No Money for a Down Payment on a House
Borrowers who use every penny they have to pay down student debt will find it challenging to buy a house.
Like with the emergency fund, the money saved for a house earns little interest, while student loan interest can be brutal.
Unlike an emergency fund, owning a house is not a necessity. For this reason, it can be hard to balance the desire to own a home against the desire to pay off student debt.
While there are many strategies for student loan borrowers who want to own a home, most borrowers must answer a simple question: what is my priority?
A homeowner might look back and regret not being more serious about student loans, while the borrower who eliminated their debt may regret not setting aside money for a mortgage.
The simple answer is that there isn’t a simple answer. Borrowers need to carefully consider their goals and balance the pros and cons of each option.
Federal Forgiveness Changes
One of the biggest concerns about aggressive repayment is missing out on student loan forgiveness.
It is certainly possible that the government will decide to forgive large amounts of student debt. It is also possible that borrowers may spend way more than necessary if they pay the minimum on their federal loans in hopes of eventually getting forgiveness.
A good example of how this might play out can be seen in how borrowers responded to Elizabeth Warren’s 2020 Presidential Campaign. Early in the campaign, Warren released a bold plan to forgive large amounts of student debt. Readers wrote to this site asking if it was smart to change repayment strategy in the hopes that Warren gets elected.
Warren didn’t win, but the analysis behind the evaluation of the situation remains. Chasing forgiveness comes at a cost. Borrowers have to figure out how to weigh that cost against the possibility the forgiveness becomes a reality.
Retirement and Investment Opportunities
Each dollar used to pay down student debt is a dollar that can’t be used towards retirement or investment opportunities. In economics, this is called the opportunity cost. Borrowers must choose whether their money goes further planning for retirement or paying down student debt.
In some cases, the decision is easy. Employees who have the opportunity to get an employer match on their retirement contributions will usually want to take full advantage fo the program. On the flip side, few investments will justify ignoring a student loan charging 13% interest.

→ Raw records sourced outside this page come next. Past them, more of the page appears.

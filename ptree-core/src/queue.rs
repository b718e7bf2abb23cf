//! Bounded work queue between the scheduler and the worker pool.
//!
//! A single [`QueueProducer`] feeds any number of cloned
//! [`QueueConsumer`]s. When the queue is full, [`QueueProducer::push`]
//! waits; that is the only backpressure in the system.
//!
//! The queue also tracks how many addresses are waiting so the producer
//! can await [`QueueProducer::drained`] instead of polling the length.

use std::net::Ipv6Addr;
use std::sync::Arc;

use tokio::sync::{Mutex, mpsc, watch};

use crate::error::PtreeResult;

/// Constructor namespace for the producer/consumer pair.
pub struct WorkQueue;

impl WorkQueue {
    /// Create a queue holding at most `capacity` addresses (minimum 1).
    pub fn bounded(capacity: usize) -> (QueueProducer, QueueConsumer) {
        let (tx, rx) = mpsc::channel(capacity.max(1));
        let (pending, _) = watch::channel(0usize);
        let pending = Arc::new(pending);

        let producer = QueueProducer {
            tx,
            pending: Arc::clone(&pending),
        };
        let consumer = QueueConsumer {
            rx: Arc::new(Mutex::new(rx)),
            pending,
        };
        (producer, consumer)
    }
}

// ── QueueProducer ────────────────────────────────────────────────

/// Write half, owned by the scheduler.
#[derive(Debug)]
pub struct QueueProducer {
    tx: mpsc::Sender<Ipv6Addr>,
    pending: Arc<watch::Sender<usize>>,
}

impl QueueProducer {
    /// Enqueue one address, waiting for room if the queue is full.
    ///
    /// Fails only when every consumer has been dropped.
    pub async fn push(&self, addr: Ipv6Addr) -> PtreeResult<()> {
        let permit = self.tx.reserve().await?;
        self.pending.send_if_modified(|n| {
            *n += 1;
            false
        });
        permit.send(addr);
        Ok(())
    }

    /// Enqueue every address in order.
    pub async fn push_all(&self, addrs: &[Ipv6Addr]) -> PtreeResult<()> {
        for addr in addrs {
            self.push(*addr).await?;
        }
        Ok(())
    }

    /// Addresses enqueued but not yet taken by a worker.
    pub fn len(&self) -> usize {
        *self.pending.borrow()
    }

    pub fn is_empty(&self) -> bool {
        self.len() == 0
    }

    /// Maximum number of buffered addresses.
    pub fn capacity(&self) -> usize {
        self.tx.max_capacity()
    }

    /// Resolves once every enqueued address has been taken by a worker.
    pub async fn drained(&self) {
        let mut rx = self.pending.subscribe();
        let _ = rx.wait_for(|n| *n == 0).await;
    }
}

// ── QueueConsumer ────────────────────────────────────────────────

/// Read half, cloned into every worker.
#[derive(Debug, Clone)]
pub struct QueueConsumer {
    rx: Arc<Mutex<mpsc::Receiver<Ipv6Addr>>>,
    pending: Arc<watch::Sender<usize>>,
}

impl QueueConsumer {
    /// Take the next address. `None` once the producer is gone and the
    /// queue is empty.
    pub async fn pop(&self) -> Option<Ipv6Addr> {
        let addr = self.rx.lock().await.recv().await?;
        self.pending.send_if_modified(|n| {
            *n = n.saturating_sub(1);
            *n == 0
        });
        Some(addr)
    }
}

// ── Tests ────────────────────────────────────────────────────────

#[cfg(test)]
mod tests {
    use super::*;
    use std::time::Duration;
    use tokio_test::{assert_pending, assert_ready};

    fn addr(n: u16) -> Ipv6Addr {
        Ipv6Addr::new(0x2001, 0xdb8, 0, 0, 0, 0, 0, n)
    }

    #[tokio::test]
    async fn fifo_delivery() {
        let (tx, rx) = WorkQueue::bounded(4);
        tx.push_all(&[addr(1), addr(2), addr(3)]).await.unwrap();
        assert_eq!(tx.len(), 3);
        assert_eq!(rx.pop().await, Some(addr(1)));
        assert_eq!(rx.pop().await, Some(addr(2)));
        assert_eq!(rx.pop().await, Some(addr(3)));
        assert!(tx.is_empty());
    }

    #[tokio::test]
    async fn zero_capacity_is_raised_to_one() {
        let (tx, _rx) = WorkQueue::bounded(0);
        assert_eq!(tx.capacity(), 1);
    }

    #[tokio::test]
    async fn full_queue_blocks_producer() {
        let (tx, rx) = WorkQueue::bounded(2);
        tx.push(addr(1)).await.unwrap();
        tx.push(addr(2)).await.unwrap();

        let mut push = tokio_test::task::spawn(tx.push(addr(3)));
        assert_pending!(push.poll());

        assert_eq!(rx.pop().await, Some(addr(1)));
        assert!(push.is_woken());
        assert_ready!(push.poll()).unwrap();
        assert_eq!(tx.len(), 2);
    }

    #[tokio::test]
    async fn drained_waits_for_consumers() {
        let (tx, rx) = WorkQueue::bounded(3);
        tx.push_all(&[addr(1), addr(2)]).await.unwrap();

        let mut drained = tokio_test::task::spawn(tx.drained());
        assert_pending!(drained.poll());

        rx.pop().await.unwrap();
        assert_pending!(drained.poll());

        rx.pop().await.unwrap();
        assert_ready!(drained.poll());
    }

    #[tokio::test]
    async fn drained_resolves_immediately_when_empty() {
        let (tx, _rx) = WorkQueue::bounded(3);
        tokio::time::timeout(Duration::from_secs(1), tx.drained())
            .await
            .expect("empty queue is already drained");
    }

    #[tokio::test]
    async fn consumers_see_close() {
        let (tx, rx) = WorkQueue::bounded(1);
        tx.push(addr(9)).await.unwrap();
        drop(tx);
        assert_eq!(rx.pop().await, Some(addr(9)));
        assert_eq!(rx.pop().await, None);
    }

    #[tokio::test]
    async fn push_fails_without_consumers() {
        let (tx, rx) = WorkQueue::bounded(1);
        drop(rx);
        assert!(tx.push(addr(1)).await.is_err());
    }
}
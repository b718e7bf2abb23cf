//! Image decoding.
//!
//! Turns an image file into RGBA rasters. Animated GIFs yield every
//! frame plus its display delay; all other formats yield one still
//! frame and no delays.

use std::fs::File;
use std::io::{BufRead, BufReader, Seek};
use std::path::Path;
use std::time::Duration;

use image::codecs::gif::GifDecoder;
use image::{AnimationDecoder, ImageFormat, ImageReader, RgbaImage};

use ptree_core::{PtreeError, PtreeResult};

/// Decoded rasters in display order.
#[derive(Debug, Clone)]
pub struct DecodedImage {
    pub frames: Vec<RgbaImage>,
    /// Per-frame delays; `None` for still images.
    pub delays: Option<Vec<Duration>>,
}

impl DecodedImage {
    /// Dimensions of the first frame.
    pub fn dimensions(&self) -> (u32, u32) {
        self.frames.first().map(|f| f.dimensions()).unwrap_or((0, 0))
    }
}

/// Open and decode `path`.
pub fn decode_path(path: &Path) -> PtreeResult<DecodedImage> {
    let file = File::open(path)
        .map_err(|e| PtreeError::ImageDecode(format!("{}: {e}", path.display())))?;
    decode_reader(BufReader::new(file))
}

/// Decode from any seekable reader, guessing the format from its contents.
pub fn decode_reader<R: BufRead + Seek>(reader: R) -> PtreeResult<DecodedImage> {
    let reader = ImageReader::new(reader)
        .with_guessed_format()
        .map_err(|e| PtreeError::ImageDecode(e.to_string()))?;

    match reader.format() {
        Some(ImageFormat::Gif) => decode_gif(reader.into_inner()),
        _ => {
            let image = reader.decode()?;
            Ok(DecodedImage {
                frames: vec![image.to_rgba8()],
                delays: None,
            })
        }
    }
}

fn decode_gif<R: BufRead + Seek>(reader: R) -> PtreeResult<DecodedImage> {
    let frames = GifDecoder::new(reader)?.into_frames().collect_frames()?;
    if frames.is_empty() {
        return Err(PtreeError::ImageDecode("gif contains no frames".into()));
    }

    let delays = frames.iter().map(|f| Duration::from(f.delay())).collect();
    let frames = frames.into_iter().map(|f| f.into_buffer()).collect();
    Ok(DecodedImage {
        frames,
        delays: Some(delays),
    })
}
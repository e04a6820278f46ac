//! Typed static composition of partial functions.

use crate::partial::{Constant, Never, PartialFunction};

/// Two partial functions tried in order: `first`, then `rest`.
///
/// Longer chains nest to the right, so `first_match![f, g, h]` is
/// `FirstMatch(f, FirstMatch(g, FirstMatch(h, Never)))`. The whole chain is a
/// single concrete type, so a call compiles down to a sequence of direct calls
/// with an early return.
///
/// `rest` is only invoked when `first` declines.
///
/// # Examples
///
/// ```
/// use fallthrough::chain::FirstMatch;
/// use fallthrough::partial::{PartialFunction, constant, single_point};
///
/// let chain = FirstMatch::new(single_point(1, "one"), constant("many"));
/// assert_eq!(chain.try_call(&1), Some("one"));
/// assert_eq!(chain.try_call(&5), Some("many"));
/// ```
#[derive(Clone, Copy, Debug, PartialEq, Eq, Hash)]
pub struct FirstMatch<F, G> {
    first: F,
    rest: G,
}

impl<F, G> FirstMatch<F, G> {
    /// Chains `first` before `rest`.
    #[inline]
    #[must_use]
    pub const fn new(first: F, rest: G) -> Self {
        Self { first, rest }
    }

    /// Returns the member tried first.
    #[inline]
    pub const fn first(&self) -> &F {
        &self.first
    }

    /// Returns the remainder of the chain.
    #[inline]
    pub const fn rest(&self) -> &G {
        &self.rest
    }

    /// Splits the chain into its head and remainder.
    #[inline]
    pub fn into_parts(self) -> (F, G) {
        (self.first, self.rest)
    }

    /// Converts the chain into a plain closure.
    ///
    /// # Examples
    ///
    /// ```
    /// use fallthrough::first_match;
    /// use fallthrough::partial::constant;
    ///
    /// let lookup = first_match![|key: &u8| (*key == 0).then_some("zero"), constant("other")];
    /// let lookup = lookup.into_fn();
    /// assert_eq!(lookup(&0), Some("zero"));
    /// assert_eq!(lookup(&1), Some("other"));
    /// ```
    pub fn into_fn<A, R>(self) -> impl Fn(&A) -> Option<R>
    where
        A: ?Sized,
        Self: PartialFunction<A, R>,
    {
        move |arguments: &A| self.try_call(arguments)
    }
}

impl<A, R, F, G> PartialFunction<A, R> for FirstMatch<F, G>
where
    A: ?Sized,
    F: PartialFunction<A, R>,
    G: PartialFunction<A, R>,
{
    #[inline]
    fn try_call(&self, arguments: &A) -> Option<R> {
        match self.first.try_call(arguments) {
            Some(result) => Some(result),
            None => self.rest.try_call(arguments),
        }
    }
}

impl<A, R, F, G> PartialFunction<A, R> for &FirstMatch<F, G>
where
    A: ?Sized,
    F: PartialFunction<A, R>,
    G: PartialFunction<A, R>,
{
    #[inline]
    fn try_call(&self, arguments: &A) -> Option<R> {
        (**self).try_call(arguments)
    }
}

static_assertions::assert_impl_all!(FirstMatch<Constant<i32>, Never>: Send, Sync, Copy);

/// Method-chaining construction of [`FirstMatch`] chains.
///
/// Implemented for every type, so any partial function can be extended with
/// fallbacks without the [`first_match!`](crate::first_match) macro.
///
/// `f.or_try(g).or_try(h)` nests to the left while `first_match![f, g, h]`
/// nests to the right. Both try `f`, `g` and `h` in that order and stop at the
/// same member.
///
/// # Examples
///
/// ```
/// use fallthrough::chain::PartialFunctionExt;
/// use fallthrough::partial::{PartialFunction, constant};
///
/// let parse = |text: &str| text.parse::<u32>().ok();
/// let length = |text: &str| u32::try_from(text.len()).ok().filter(|length| *length > 3);
///
/// let chain = parse.or_try(length).or_try(constant(0));
/// assert_eq!(chain.try_call("17"), Some(17));
/// assert_eq!(chain.try_call("seventeen"), Some(9));
/// assert_eq!(chain.try_call("abc"), Some(0));
/// ```
pub trait PartialFunctionExt: Sized {
    /// Returns a chain that tries `self`, then `next`.
    #[inline]
    #[must_use]
    fn or_try<H>(self, next: H) -> FirstMatch<Self, H> {
        FirstMatch::new(self, next)
    }
}

impl<T> PartialFunctionExt for T {}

Some borrowers handle this issue by refinancing their student debt. Those that can secure interest rates in the 2-3% range will have a much easier time justifying getting aggressive in saving for retirement.
Here again, it can be very difficult to know the best choice. The stock market could crash, and the borrowers who attacked their student debt may come out way ahead. Alternatively, thirty years from now, those who started saving for retirement early may look back and be thrilled they didn’t obsess with their student loans.
Borrowers who are unclear whether they should be paying down debt or saving for retirement should first spend some time understanding the many ways repayment and saving intersect. In some cases, borrowers may find that setting aside some money for retirement can actually help their student loan situation.
Final Thought: Always Focus on the Big Picture
Eliminating student loan debt is a massive undertaking.
It takes years of sacrifice to pay off student loans, and while the benefits of quickly eliminating the debt are massive, it would be wrong to say that aggressive repayment is always the best idea.
Borrowers need to consider how other goals, such as retirement, providing for a family, or buying a house, enter the equation. In some cases, borrowers can split the difference to try to get the best of both worlds. In other cases, tough decisions have to be made.
As with most big decisions, there isn’t always an easy answer. The borrowers who want the best outcome should be willing to research their options, carefully consider their plan, and be open to change things as the situation evolves.
Skipping steps may be the quickest route to regretting the decision.